The I Ching – A Spiritual Guide

September 4, 2012 | By | Reply More

David James Lees, Guest Writer
Waking Times 

The I Ching, pronounced “ee cheeng“, sometimes written as Yi Jing and also known as The Book of Changes, is an extraordinary classic text.

The book is not commonly recognised or discussed in the West, yet surprisingly many people have an old copy tucked away somewhere on their bookshelf or have encountered its Chinese Taoist wisdom during their experimental student days, perhaps without progressing the experience further. When I hold workshops on the I Ching at Peak House Practice I’m always amazed at the sheer variety of I Ching books my students have amassed, often without ever fully understanding or accessing its wisdom.

The I Ching is one of the oldest and most spiritual books in the world and, coupled with the Tao Te Ching,it makes up the fundamental sacred teachings that command a special place in all Taoist’s hearts. For many Chinese thinkers and philosophers the I Ching is as important as the Bible is to Western society and philosophy, although it’s read and consulted in a totally different way.

The I Ching is essentially a means of obtaining spiritual guidance, inspirational insight and Universal wisdom. It can help with personal development or provide encouragement in finding authentic understanding and solutions to the questions or decisions that are of importance to you at any given time or situation.

The book acts not only as a spiritual compass but also offers a wealth of beautiful poetry and Chinese philosophy that stretches back 5000 years into the origins of ancient Chinese customs and values. Its wisdom has the potential to stimulate your sensitivity, creativity and resourcefulness, even whilst experiencing the most challenging and demanding emotional periods of your life, often when those vital personal qualities are not so readily accessed.

In this regard the I Ching can also be helpful as a meditation support, providing comfort and guidance. The text and subsequent visualisations that flow from its words have the power to stimulate a deep-seated personal authentic vibration. These mystical aspects are both challenging to explain and unique to each reader, but nevertheless the spiritual inspiration and experiences that result are as valid today as when our Eastern ancestors began consulting these ancient texts.

Appreciating Oneness

Paradoxically there’s no need to study or even understand Taoist philosophy to appreciate or benefit from the teachings of the I Ching.
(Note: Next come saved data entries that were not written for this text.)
//! Clap CLI definition: root struct, subcommands, and shared argument types.

use std::path::PathBuf;

use clap::{Parser, Subcommand, ValueEnum};

#[cfg(test)]
mod tests;

/// A CLI argument that is either a filesystem path or the stdin sentinel `"-"`.
///
/// Parsing `"-"` yields [`PathOrStdin::Stdin`]; anything else yields
/// [`PathOrStdin::Path`]. This avoids stringly-typed handling of the stdin
/// sentinel throughout the codebase.
#[derive(Clone, Debug)]
pub enum PathOrStdin {
    /// Read from standard input.
    Stdin,
    /// Read from the given filesystem path.
    Path(PathBuf),
}

impl std::str::FromStr for PathOrStdin {
    type Err = std::convert::Infallible;

    fn from_str(s: &str) -> Result<Self, Self::Err> {
        if s == "-" {
            Ok(PathOrStdin::Stdin)
        } else {
            Ok(PathOrStdin::Path(PathBuf::from(s)))
        }
    }
}

/// Output format for CLI commands.
#[derive(Clone, Debug, ValueEnum)]
pub enum OutputFormat {
    /// Human-readable plain text (default).
    Human,
    /// A single structured JSON object.
    Json,
}

/// The `ungraph` command line: inspect undirected graphs in the line-oriented
/// edge-list format and find depth-first paths in them.
#[derive(Parser)]
#[command(name = "ungraph", about = "Undirected graph inspection and DFS path finding")]
pub struct Cli {
    /// Output format.
    #[arg(long, global = true, default_value = "human", value_enum)]
    pub format: OutputFormat,

    #[command(subcommand)]
    pub command: Command,
}

/// All top-level subcommands exposed by the `ungraph` binary.
#[derive(Subcommand)]
pub enum Command {
    /// Print a graph: vertex and edge counts, then each vertex's neighbors.
    Print {
        /// Path to a graph file, or `-` for stdin.
        #[arg(value_name = "FILE")]
        file: PathOrStdin,
    },

    /// List all vertices reachable from a source vertex.
    Reach {
        /// Path to a graph file, or `-` for stdin.
        #[arg(value_name = "FILE")]
        file: PathOrStdin,
        /// The source vertex id.
        #[arg(value_name = "SOURCE")]
        source: usize,
        /// Use the explicit-stack traversal instead of the recursive one.
        ///
        /// The results are identical; the iterative form is safe on graphs
        /// deep enough to overflow the call stack.
        #[arg(long)]
        iterative: bool,
    },

    /// Find the depth-first path between two vertices.
    Path {
        /// Path to a graph file, or `-` for stdin.
        #[arg(value_name = "FILE")]
        file: PathOrStdin,
        /// The source vertex id.
        #[arg(value_name = "SOURCE")]
        source: usize,
        /// The target vertex id.
        #[arg(value_name = "TARGET")]
        target: usize,
        /// Use the explicit-stack traversal instead of the recursive one.
        ///
        /// The results are identical; the iterative form is safe on graphs
        /// deep enough to overflow the call stack.
        #[arg(long)]
        iterative: bool,
    },

    /// Print the ungraph-core library version.
    Version,
}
All that’s necessary is the sincerity and aptitude to explore the concept of aligning with natural and Universal laws and the energetic polarities of Yin and Yang.

To many Westerners polarity may mean opposites, as in ‘negative’ and ‘positive’. To understand and embrace the I Ching it’s necessary to abandon these rather fixed ideas and perceptions and instead appreciate that the seemingly opposing energies of Yin and Yang are in fact complementary. They are part of the whole or Oneness almost like a ‘cosmic web’ to be explored. Indeed, great insight and awareness can be gained by simply re-focusing your perception on the entirety rather than a single isolated part of the energy being contemplated or encountered (this principle relates to a profound Taoist teaching that was passed onto me when I was ordained and I have written several otherself-help/personal development articles on this particular subject).

In the same way that night follows day, gradually and without division, or the seasons evolve into one other, it may be interesting for you to consider that nothing is fixed or ever unchanging; nothing is split into past, present or future; everything is interlinked and constantly moving and changing, always in a state of flux and transition. Quantum physics and cosmological research are now driving forward Western theories of ‘interconnection’ and ‘co-existence’ at an exciting pace. I’m heartened to read that ‘unscientific’ Taoist hypotheses on such matters, which were dismissed only a few years ago, are now receiving approval from earlier doubters!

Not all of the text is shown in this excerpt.